Hardware restrictions may guarantee unethical AGI, new analysis finds
The very tool designed to prevent catastrophic AI outcomes—hardware restrictions—could, under plausible assumptions, lock in unethical AGI, making alignment harder than building a dangerous system.
The article challenges the common proposal to restrict computer hardware as a way to prevent superintelligent AI. Groups like MIRI have suggested banning chips built on 28nm processes or smaller, or those with over 15,840 TFLOP/s capacity. However, the analysis introduces two critical thresholds: L_AGI, the minimum hardware needed to create an AGI, and L_EAGI, the minimum hardware needed for an ethical AGI—one that can avoid harming other beings.
The core claim is that L_EAGI is strictly greater than L_AGI because ethical reasoning requires additional computations (e.g., determining which atoms belong to other beings). This creates a 'fatal gap.' If a hardware limit is set anywhere between L_AGI and L_EAGI, then any AGI developed under that limit will be incapable of ethics—making it 100% likely to be dangerous. The analysis notes that even high-end personal computers may already exceed L_AGI, as estimated by Eliezer Yudkowsky and others, meaning current restrictions could trap humanity in the most dangerous zone.

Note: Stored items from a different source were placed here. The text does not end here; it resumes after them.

//! The action pipeline and read-side queries over the shared trust state.
//!
//! [`IdentityService`] owns the nonce registry, the role sets, and the trust
//! store behind one `RwLock`. Every mutating action runs the same pipeline
//! under a single write lock:
//!
//! 1. decode wire fields,
//! 2. build the canonical message,
//! 3. check the nonce is not consumed in the action's namespace,
//! 4. verify the signature,
//! 5. authorize,
//! 6. consume the nonce,
//! 7. apply the mutation,
//! 8. compute the post-mutation balance of the affected user.
//!
//! Holding the write lock across steps 3–7 makes nonce consumption and the
//! mutation one atomic commit: a consumed nonce implies the action was
//! applied, and no two accepted actions share a `(namespace, signer, nonce)`
//! triple. Queries take the read lock and evaluate against that consistent
//! snapshot; the evaluation itself is CPU-bound and never yields.

use std::sync::{RwLock, RwLockReadGuard, RwLockWriteGuard};
use tracing::instrument;

use crate::action::{self, ActionKind, SignatureError};
use crate::engine::{GENESIS_PROOF_ID, MAX_IDT_BY_PROOF, TrustEngine};
use crate::identity::{Identity, IdentityParseError};
use crate::nonce::NonceRegistry;
use crate::proto::{
    ActionRequest, AdminResponse, ModeratorResponse, ProofResponse, PunishResponse, VouchResponse,
};
use crate::roles::RoleStore;
use crate::store::{InMemoryTrustStore, TrustStore};
use crate::timestamp::UnixTimestamp;

/// Everything that can go wrong serving a request.
#[derive(Debug, thiserror::Error, PartialEq, Eq)]
pub enum ApiError {
    /// Malformed input: missing fields, non-decodable base58/base64.
    #[error("bad request: {0}")]
    BadRequest(String),
    /// The signature does not verify against the claimed signer.
    #[error("bad signature")]
    BadSignature,
    /// The nonce is not strictly above the stored value.
    #[error("nonce already consumed")]
    NonceConsumed,
    /// The signer lacks the role the action requires.
    #[error("not allowed")]
    NotAllowed,
    /// The action violates a data-model bound.
    #[error("invariant violation: {0}")]
    InvariantViolation(String),
    /// No such route.
    #[error("not found")]
    NotFound,
    /// Storage or clock failure.
    #[error("internal error: {0}")]
    Internal(String),
}

impl From<SignatureError> for ApiError {
    fn from(error: SignatureError) -> Self {
        match error {
            SignatureError::Mismatch => ApiError::BadSignature,
            malformed => ApiError::BadRequest(malformed.to_string()),
        }
    }
}

impl From<IdentityParseError> for ApiError {
    fn from(error: IdentityParseError) -> Self {
        ApiError::BadRequest(error.to_string())
    }
}

/// State guarded by the service lock.
struct HubState {
    nonces: NonceRegistry,
    roles: RoleStore,
    store: InMemoryTrustStore,
}

/// Shared service: signed mutations and unauthenticated queries.
pub struct IdentityService {
    state: RwLock<HubState>,
}

impl Default for IdentityService {
    fn default() -> Self {
        Self::new()
    }
}

impl IdentityService {
    pub fn new() -> Self {
        Self {
            state: RwLock::new(HubState {
                nonces: NonceRegistry::new(),
                roles: RoleStore::new(),
                store: InMemoryTrustStore::new(),
            }),
        }
    }

    // === Signed actions ===

    /// Any identity may vouch; the edge `signer → user` is upserted.
    #[instrument(skip_all, err, fields(signer = %request.signer, nonce = request.nonce))]
    pub fn vouch(&self, user: &str, request: &ActionRequest) -> Result<VouchResponse, ApiError> {
        self.run_signed(
            user,
            request,
            ActionKind::Vouch,
            |_, _| Ok(()),
            |state, signer, target| {
                let timestamp = now()?;
                state.store.insert_vouch(signer, target, timestamp);
                let idt = TrustEngine::new(&state.store).idt(target);
                Ok(VouchResponse {
                    from: request.signer.clone(),
                    to: user.to_string(),
                    idt,
                })
            },
        )
    }

    /// A moderator grants `user` a direct balance, replacing any previous
    /// proof. The balance is bounded by [`MAX_IDT_BY_PROOF`].
    #[instrument(skip_all, err, fields(signer = %request.signer, nonce = request.nonce))]
    pub fn set_proof(&self, user: &str, request: &ActionRequest) -> Result<ProofResponse, ApiError> {
        let balance = require_idt(request)?;
        let proof_id = require_proof_id(request)?;
        let kind = ActionKind::Proof {
            balance,
            proof_id: proof_id.clone(),
        };
        self.run_signed(
            user,
            request,
            kind,
            |state, signer| {
                if !state.roles.is_moderator(signer) {
                    return Err(ApiError::NotAllowed);
                }
                if balance > MAX_IDT_BY_PROOF {
                    return Err(ApiError::InvariantViolation(format!(
                        "proof balance {balance} exceeds {MAX_IDT_BY_PROOF}"
                    )));
                }
                Ok(())
            },
            |state, _, target| {
                let timestamp = now()?;
                state.store.set_proof(target, balance, timestamp, &proof_id);
                Ok(ProofResponse {
                    from: request.signer.clone(),
                    to: user.to_string(),
                    idt: balance,
                    proof_id: proof_id.clone(),
                })
            },
        )
    }

    /// A moderator issues a penalty against `user`, keyed by `proof_id`.
    /// The penalty balance is unbounded; propagation to vouchers is clamped
    /// per vouchee by the engine.
    #[instrument(skip_all, err, fields(signer = %request.signer, nonce = request.nonce))]
    pub fn punish(&self, user: &str, request: &ActionRequest) -> Result<PunishResponse, ApiError> {
        let balance = require_idt(request)?;
        let proof_id = require_proof_id(request)?;
        let kind = ActionKind::Punish {
            balance,
            proof_id: proof_id.clone(),
        };
        self.run_signed(
            user,
            request,
            kind,
            |state, signer| {
                if state.roles.is_moderator(signer) {
                    Ok(())
                } else {
                    Err(ApiError::NotAllowed)
                }
            },
            |state, signer, target| {
                let timestamp = now()?;
                state
                    .store
                    .insert_penalty(&proof_id, target, signer, balance, timestamp);
                let engine = TrustEngine::new(&state.store);
                Ok(PunishResponse {
                    from: request.signer.clone(),
                    to: user.to_string(),
                    idt: engine.idt(target),
                    penalty: engine.penalty(target),
                })
            },
        )
    }

    /// An admin grants the moderator role.
    #[instrument(skip_all, err, fields(signer = %request.signer, nonce = request.nonce))]
    pub fn add_moderator(
        &self,
        user: &str,
        request: &ActionRequest,
    ) -> Result<ModeratorResponse, ApiError> {
        self.mutate_role(user, request, ActionKind::AddModerator, |roles, signer, target| {
            roles.add_moderator(signer, target)
        })
        .map(|_| ModeratorResponse {
            from: request.signer.clone(),
            moderator: user.to_string(),
        })
    }

    /// An admin revokes the moderator role.
    #[instrument(skip_all, err, fields(signer = %request.signer, nonce = request.nonce))]
    pub fn remove_moderator(
        &self,
        user: &str,
        request: &ActionRequest,
    ) -> Result<ModeratorResponse, ApiError> {
        self.mutate_role(user, request, ActionKind::RemoveModerator, |roles, signer, target| {
            roles.remove_moderator(signer, target)
        })
        .map(|_| ModeratorResponse {
            from: request.signer.clone(),
            moderator: user.to_string(),
        })
    }

    /// An admin grants the admin role.
    #[instrument(skip_all, err, fields(signer = %request.signer, nonce = request.nonce))]
    pub fn add_admin(
        &self,
        user: &str,
        request: &ActionRequest,
    ) -> Result<AdminResponse, ApiError> {
        self.mutate_role(user, request, ActionKind::AddAdmin, |roles, signer, target| {
            roles.add_admin(signer, target)
        })
        .map(|_| AdminResponse {
            from: request.signer.clone(),
            admin: user.to_string(),
        })
    }

    /// An admin revokes the admin role, possibly its own.
    #[instrument(skip_all, err, fields(signer = %request.signer, nonce = request.nonce))]
    pub fn remove_admin(
        &self,
        user: &str,
        request: &ActionRequest,
    ) -> Result<AdminResponse, ApiError> {
        self.mutate_role(user, request, ActionKind::RemoveAdmin, |roles, signer, target| {
            roles.remove_admin(signer, target)
        })
        .map(|_| AdminResponse {
            from: request.signer.clone(),
            admin: user.to_string(),
        })
    }

    // === Queries ===

    pub fn idt(&self, user: &str) -> Result<u64, ApiError> {
        let target: Identity = user.parse()?;
        let state = self.lock_read()?;
        Ok(TrustEngine::new(&state.store).idt(&target))
    }

    pub fn penalty(&self, user: &str) -> Result<u64, ApiError> {
        let target: Identity = user.parse()?;
        let state = self.lock_read()?;
        Ok(TrustEngine::new(&state.store).penalty(&target))
    }

    pub fn is_admin(&self, user: &str) -> Result<bool, ApiError> {
        let target: Identity = user.parse()?;
        Ok(self.lock_read()?.roles.is_admin(&target))
    }

    pub fn is_moderator(&self, user: &str) -> Result<bool, ApiError> {
        let target: Identity = user.parse()?;
        Ok(self.lock_read()?.roles.is_moderator(&target))
    }

    pub fn list_admins(&self) -> Result<Vec<String>, ApiError> {
        let state = self.lock_read()?;
        Ok(state.roles.list_admins().iter().map(Identity::to_base58).collect())
    }

    pub fn list_moderators(&self) -> Result<Vec<String>, ApiError> {
        let state = self.lock_read()?;
        Ok(state.roles.list_moderators().iter().map(Identity::to_base58).collect())
    }

    // === Bootstrap ingestion (startup only, bypasses authorization) ===

    pub fn bootstrap_admin(&self, user: Identity) -> Result<(), ApiError> {
        self.lock_write()?.roles.bootstrap_admin(user);
        Ok(())
    }

    pub fn bootstrap_moderator(&self, user: Identity) -> Result<(), ApiError> {
        self.lock_write()?.roles.bootstrap_moderator(user);
        Ok(())
    }

    /// Writes a genesis proof with the reserved id, bypassing the
    /// [`MAX_IDT_BY_PROOF`] bound.
    pub fn bootstrap_genesis(&self, user: Identity, balance: u64) -> Result<(), ApiError> {
        let timestamp = now()?;
        self.lock_write()?
            .store
            .set_proof(&user, balance, timestamp, GENESIS_PROOF_ID);
        Ok(())
    }

    // === Pipeline ===

    fn run_signed<T>(
        &self,
        user: &str,
        request: &ActionRequest,
        kind: ActionKind,
        authorize: impl FnOnce(&HubState, &Identity) -> Result<(), ApiError>,
        mutate: impl FnOnce(&mut HubState, &Identity, &Identity) -> Result<T, ApiError>,
    ) -> Result<T, ApiError> {
        let target: Identity = user.parse()?;
        let signer: Identity = request.signer.parse()?;
        let namespace = kind.nonce_namespace();
        let message = kind.canonical_message(user, request.nonce);

        let mut state = self.lock_write()?;
        if state.nonces.is_consumed(namespace, &signer, request.nonce) {
            return Err(ApiError::NonceConsumed);
        }
        action::verify_signature(&signer, &message, &request.signature)?;
        authorize(&state, &signer)?;
        state.nonces.consume(namespace, &signer, request.nonce);
        mutate(&mut state, &signer, &target)
    }

    fn mutate_role(
        &self,
        user: &str,
        request: &ActionRequest,
        kind: ActionKind,
        apply: impl FnOnce(&mut RoleStore, &Identity, &Identity) -> Result<(), crate::roles::RoleError>,
    ) -> Result<(), ApiError> {
        self.run_signed(
            user,
            request,
            kind,
            |state, signer| {
                if state.roles.is_admin(signer) {
                    Ok(())
                } else {
                    Err(ApiError::NotAllowed)
                }
            },
            |state, signer, target| {
                apply(&mut state.roles, signer, target).map_err(|_| ApiError::NotAllowed)
            },
        )
    }

    fn lock_read(&self) -> Result<RwLockReadGuard<'_, HubState>, ApiError> {
        self.state
            .read()
            .map_err(|_| ApiError::Internal("state lock poisoned".to_string()))
    }

    fn lock_write(&self) -> Result<RwLockWriteGuard<'_, HubState>, ApiError> {
        self.state
            .write()
            .map_err(|_| ApiError::Internal("state lock poisoned".to_string()))
    }
}

fn require_idt(request: &ActionRequest) -> Result<u64, ApiError> {
    request
        .idt
        .ok_or_else(|| ApiError::BadRequest("missing idt field".to_string()))
}

fn require_proof_id(request: &ActionRequest) -> Result<String, ApiError> {
    request
        .proof_id
        .clone()
        .ok_or_else(|| ApiError::BadRequest("missing proof_id field".to_string()))
}

fn now() -> Result<UnixTimestamp, ApiError> {
    UnixTimestamp::try_now().map_err(|e| ApiError::Internal(e.to_string()))
}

- The L_AGI vs L_EAGI framework reveals a logical flaw: if ethical AGI requires more compute than minimal AGI, any hardware cap in between guarantees unethical AGI.
- Assumptions of monotonic scaling of alignment difficulty and perfect compute monitoring are unproven and critical to the model's conclusion—they may not hold in practice.
- Policymakers should avoid relying solely on compute caps; diversify governance strategies with capability testing, licensing, and international agreements to avoid the gap problem.
Why It Matters
Hardware restrictions could inadvertently guarantee the creation of unethical AGI if alignment requires more compute than minimal capability.